Le jeudi 12 mai 1994.

« Ne jamais désespérer », voilà une devise qui conviendrait parfaitement au lecteur du Monde Libertaire. Nous vous avions soumis, en mars 1993, un questionnaire très indiscret, à nous renvoyer afin de cerner qui nous lisait. Et de promettre de vous en donner les résultats dans les semaines suivantes. Las, le « destin » ne l’aura pas voulu ainsi. Mais enfin, compagnes et compagnons, le voici : le lecteur-type du Monde libertaire !



Premier chiffre : vous avez été 294 très exactement à nous répondre, score honorable s’il en est, qui ne constitue somme toute que le taux classique de réponses à de telles enquêtes (entre 5 et 10 % des lecteurs). Mais le lecteur-type, quel est-il ? C’est simple, il n’existe pas ! C’est ce qui a constitué pour nous le principal obstacle à l’élaboration de cette caricature statistique de vos réponses. Mais, après tout, n’est-il pas normal qu’il en soit ainsi, de la part d’individus (donc uniques) anarchistes (ce qui n’arrange pas les choses en matière de caractère). Alors puisqu’il faut en passer par la caricature (comme tout sondage), allons-y.
Le « lecteur de ML » est un homme, plutôt jeune ou d’âge moyen, employé ou étudiant qui habite principalement des villes grosses ou moyennes, même s’il ne dédaigne pas la campagne.

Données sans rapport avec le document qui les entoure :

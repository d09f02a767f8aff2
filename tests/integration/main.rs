//! Integration test binary -- all integration tests consolidated into a single
//! binary to keep link time down.
//!
//! See the matklad pattern: <https://matklad.github.io/2021/02/27/delete-cargo-integration-tests.html>

// Allow unwrap/expect in test code
#![allow(clippy::unwrap_used, clippy::expect_used)]

mod helpers;

mod cache_ttl;
mod host_bridge;
mod playback_control;
mod turn_taking;
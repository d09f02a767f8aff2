//! Per-call playback state machine.
//!
//! `Idle -> Playing` when a track starts, `Playing -> Playing` on skip or
//! natural advance, `* -> Idle` on stop or when the queue (and any radio
//! refill) runs dry. Each started track carries an attempt counter so a
//! mid-stream failure is re-resolved exactly once before the track is
//! abandoned.

use super::mixer::Mixer;
use super::queue::{QueuedTrack, RadioState, TrackQueue};
use super::sink::{AudioSink, SinkEvent, TrackHandle};
use crate::cache::{CacheNamespace, CacheValue, SharedCache};
use crate::config::{CacheConfig, HuddleConfig, PlaybackConfig, ResolverConfig};
use crate::error::{HuddleError, Result};
use crate::pipeline::messages::{CallId, UserId};
use crate::runtime::{EventBus, RuntimeEvent};
use bytes::Bytes;
use huddle_media::{MediaResolver, SourceKind, TrackInfo, canonical_url, classify, is_url};
use serde::Serialize;
use std::sync::Arc;
use std::time::Duration;
use tracing::{debug, info, warn};

/// Upper bound on a single radio search, however many refills came before.
const MAX_RADIO_SEARCH: usize = 50;

/// The track currently on the sink.
#[derive(Debug, Clone, Serialize)]
pub struct NowPlaying {
    pub track: QueuedTrack,
    pub handle: TrackHandle,
    /// 0 for the first start, 1 after a re-resolution.
    pub attempt: u32,
    pub stream_url: String,
}

/// Result of a play request.
#[derive(Debug, Clone, PartialEq, Eq, Serialize)]
#[serde(tag = "status", rename_all = "snake_case")]
pub enum PlayOutcome {
    /// Nothing was playing; the track started immediately.
    Started { title: String },
    /// Appended behind the current track.
    Queued { title: String, position: usize },
    /// Radio mode entered with `queued` candidates.
    Radio {
        seed: String,
        queued: usize,
        started: bool,
    },
}

/// Serializable view of a call's playback state.
#[derive(Debug, Clone, Serialize)]
pub struct QueueSnapshot {
    pub now_playing: Option<NowPlaying>,
    pub queue: Vec<QueuedTrack>,
    pub radio_seed: Option<String>,
}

Il ne manque pas d’ardeur militante, ni d’investissement dans une, voire plusieurs associations ou mouvements et s’intéresse à tout.

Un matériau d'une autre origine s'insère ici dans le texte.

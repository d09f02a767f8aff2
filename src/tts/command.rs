//! Synthesizer that pipes text through a CLI (piper, espeak, ...).

use super::SpeechSynthesizer;
use crate::config::TtsConfig;
use crate::error::{HuddleError, Result};
use crate::process::{run_captured, stderr_snippet};
use async_trait::async_trait;
use bytes::Bytes;
use tracing::debug;

/// Writes text to the program's stdin and takes stdout as audio.
pub struct CommandSynthesizer {
    program: String,
    args: Vec<String>,
}

impl CommandSynthesizer {
    /// Create a synthesizer from config.
    ///
    /// # Errors
    ///
    /// Returns [`HuddleError::Config`] if no program is configured.
    pub fn new(config: &TtsConfig) -> Result<Self> {
        if config.program.trim().is_empty() {
            return Err(HuddleError::Config("tts.program is empty".into()));
        }
        Ok(Self {
            program: config.program.clone(),
            args: config.args.clone(),
        })
    }
}

#[async_trait]
impl SpeechSynthesizer for CommandSynthesizer {
    async fn synthesize(&self, text: &str) -> Result<Bytes> {
        debug!(program = %self.program, chars = text.chars().count(), "synthesizing");
        let output = run_captured(&self.program, &self.args, Some(text.as_bytes()))
            .await
            .map_err(|e| HuddleError::Tts(format!("failed to run {}: {e}", self.program)))?;

        if !output.status.success() {
            return Err(HuddleError::Tts(format!(
                "{} exited with {}: {}",
                self.program,
                output.status,
                stderr_snippet(&output)
            )));
        }
        if output.stdout.is_empty() {
            return Err(HuddleError::Tts(format!("{} produced no audio", self.program)));
        }
        Ok(Bytes::from(output.stdout))
    }
}
impl BridgeTextChannel {
    pub fn new(id: impl Into<String>, call: CallId, events: HostEvents) -> Self {
        Self {
            id: id.into(),
            call,
            events,
        }
    }
}

#[async_trait]
impl TextChannel for BridgeTextChannel {
    fn id(&self) -> &str {
        &self.id
    }

    async fn post(&self, text: &str) -> Result<()> {
        let delivered = self.events.emit(
            "channel.message",
            serde_json::json!({"call": self.call, "channel": self.id, "text": text}),
        );
        if delivered {
            Ok(())
        } else {
            Err(HuddleError::Channel(format!(
                "no host attached for channel {}",
                self.id
            )))
        }
    }
}

/// Routes host commands to a [`Coordinator`].
pub struct HostBridge {
    coordinator: Arc<Coordinator>,
    events: HostEvents,
}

Des preuves ? 82 % des lecteurs ayant répondu étaient des hommes. 46,6 % ont moins de 35 ans (20,7 % ont moins de 25 ans, 25,9 % de 26 à 35 ans, 27,2 % de 35 à 45 ans, 11,9 % de 46 à 55 ans et 13,5 % plus de 50 ans), même si toutes les tranches d’âges sont bien représentées. Nous pouvons cependant noter un très net pic dans la tranche 25-35 ans parmi les militants FA qui ont répondu (51,7 %) à l’inverse des lecteurs non-FA (15,3 %)

Nos lecteurs habitent à 33,3 % dans des villes moyennes, à 22,8 % dans des grosses villes (plus 19 % dans leurs banlieues) et 23,1 % dans des villages. Nous retrouvons évidemment plus de militants FA dans les grosses villes (39,7 %) et plus de lecteurs non militants FA dans les villes moyennes ou la campagnes (34,7 et 24,6 %). Question d’implantation… d’où l’importance pour l’organisation, mais aussi pour les lecteurs, de l’existence de ce journal qui constitue un lien indéniable pour une population très éclatée. Nous y reviendrons.

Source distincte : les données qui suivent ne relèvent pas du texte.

//! Task that owns a call's [`PlaybackScheduler`].
//!
//! Control operations, sink notifications and speech auto-stop deadlines are
//! all serialized through one mpsc channel, so the scheduler itself needs no
//! locking.

use super::scheduler::{NowPlaying, PlayOutcome, PlaybackScheduler, QueueSnapshot};
use super::sink::{SinkEvent, TrackHandle};
use crate::error::{HuddleError, Result};
use crate::pipeline::messages::UserId;
use bytes::Bytes;
use tokio::sync::{mpsc, oneshot};
use tokio::task::JoinHandle;
use tokio_util::sync::CancellationToken;
use tracing::{debug, info};

const COMMAND_QUEUE: usize = 64;

/// Requests handled by the playback task.
#[derive(Debug)]
pub enum PlaybackCommand {
    Play {
        query: String,
        requester: Option<UserId>,
        reply: oneshot::Sender<Result<PlayOutcome>>,
    },
    Skip {
        reply: oneshot::Sender<Result<Option<NowPlaying>>>,
    },
    Stop {
        reply: oneshot::Sender<usize>,
    },
    Snapshot {
        reply: oneshot::Sender<QueueSnapshot>,
    },
    Speak {
        audio: Bytes,
        reply: oneshot::Sender<Result<TrackHandle>>,
    },
    Sink(SinkEvent),
}

/// Cloneable front end of a playback task.
#[derive(Debug, Clone)]
pub struct PlaybackHandle {
    tx: mpsc::Sender<PlaybackCommand>,
}

impl PlaybackHandle {
    async fn request<T>(
        &self,
        build: impl FnOnce(oneshot::Sender<T>) -> PlaybackCommand,
    ) -> Result<T> {
        let (reply, rx) = oneshot::channel();
        self.tx
            .send(build(reply))
            .await
            .map_err(|_| HuddleError::Channel("playback task stopped".into()))?;
        rx.await
            .map_err(|_| HuddleError::Channel("playback task dropped the reply".into()))
    }

    /// See [`PlaybackScheduler::enqueue_or_play`].
    ///
    /// # Errors
    ///
    /// Scheduler errors, or [`HuddleError::Channel`] if the task is gone.
    pub async fn enqueue_or_play(
        &self,
        query: &str,
        requester: Option<UserId>,
    ) -> Result<PlayOutcome> {
        let query = query.to_owned();
        self.request(|reply| PlaybackCommand::Play {
            query,
            requester,
            reply,
        })
        .await?
    }

    /// # Errors
    ///
    /// Fails when nothing is playing or the task is gone.
    pub async fn skip(&self) -> Result<Option<NowPlaying>> {
        self.request(|reply| PlaybackCommand::Skip { reply }).await?
    }

    /// Stop playback; returns how many queued tracks were dropped.
    ///
    /// # Errors
    ///
    /// Fails only if the task is gone.
    pub async fn stop(&self) -> Result<usize> {
        self.request(|reply| PlaybackCommand::Stop { reply }).await
    }

    /// # Errors
    ///
    /// Fails only if the task is gone.
    pub async fn snapshot(&self) -> Result<QueueSnapshot> {
        self.request(|reply| PlaybackCommand::Snapshot { reply }).await
    }

    /// # Errors
    ///
    /// Fails only if the task is gone.
    pub async fn now_playing(&self) -> Result<Option<NowPlaying>> {
        Ok(self.snapshot().await?.now_playing)
    }

    /// Play a speech clip, ducking or pausing music until it ends.
    ///
    /// # Errors
    ///
    /// Sink errors, or [`HuddleError::Channel`] if the task is gone.
    pub async fn speak(&self, audio: Bytes) -> Result<TrackHandle> {
        self.request(|reply| PlaybackCommand::Speak { audio, reply })
            .await?
    }

    /// Forward a transport notification.
    ///
    /// # Errors
    ///
    /// Fails only if the task is gone.
    pub async fn sink_event(&self, event: SinkEvent) -> Result<()> {
        self.tx
            .send(PlaybackCommand::Sink(event))
            .await
            .map_err(|_| HuddleError::Channel("playback task stopped".into()))
    }
}

/// Spawn the task owning `scheduler`. Playback is stopped when `cancel` fires.
pub fn spawn_playback(
    mut scheduler: PlaybackScheduler,
    cancel: CancellationToken,
) -> (PlaybackHandle, JoinHandle<()>) {
    let (tx, mut rx) = mpsc::channel(COMMAND_QUEUE);
    let (deadline_tx, mut deadline_rx) = mpsc::unbounded_channel::<TrackHandle>();

    let task = tokio::spawn(async move {
        loop {
            tokio::select! {
                biased;
                _ = cancel.cancelled() => break,
                Some(handle) = deadline_rx.recv() => {
                    scheduler.speech_timed_out(handle).await;
                }
                cmd = rx.recv() => {
                    let Some(cmd) = cmd else { break };
                    match cmd {
                        PlaybackCommand::Play { query, requester, reply } => {
                            let _ = reply.send(scheduler.enqueue_or_play(&query, requester).await);
                        }
                        PlaybackCommand::Skip { reply } => {
                            let _ = reply.send(scheduler.skip().await);
                        }
                        PlaybackCommand::Stop { reply } => {
                            let _ = reply.send(scheduler.stop().await);
                        }
                        PlaybackCommand::Snapshot { reply } => {
                            let _ = reply.send(scheduler.snapshot());
                        }
                        PlaybackCommand::Speak { audio, reply } => {
                            let result = scheduler.speak(audio).await;
                            if let Ok(handle) = &result {
                                arm_speech_deadline(
                                    *handle,
                                    scheduler.mixer().speech_timeout(),
                                    deadline_tx.clone(),
                                    cancel.clone(),
                                );
                            }
                            let _ = reply.send(result);
                        }
                        PlaybackCommand::Sink(event) => scheduler.on_sink_event(event).await,
                    }
                }
            }
        }
        scheduler.stop().await;
        info!("playback task stopped");
    });

    (PlaybackHandle { tx }, task)
}

fn arm_speech_deadline(
    handle: TrackHandle,
    after: std::time::Duration,
    deadline_tx: mpsc::UnboundedSender<TrackHandle>,
    cancel: CancellationToken,
) {
    tokio::spawn(async move {
        tokio::select! {
            _ = cancel.cancelled() => {}
            _ = tokio::time::sleep(after) => {
                debug!(%handle, "speech deadline reached");
                let _ = deadline_tx.send(handle);
            }
        }
    });
}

Il occupe les emplois suivants : employé (22,8 %), étudiant (17 %), retraité (10,9 %), cadre (9,9 %), technicien (8,5 %), ouvrier (7,5 %), chômeur (6,8 %) et travailleur non salarié (3,1 %). Une répartition relativement homogène qui correspond au « public » que nous visons et reflète l’état général de la société, notamment l’affaiblissement des professions ouvrières.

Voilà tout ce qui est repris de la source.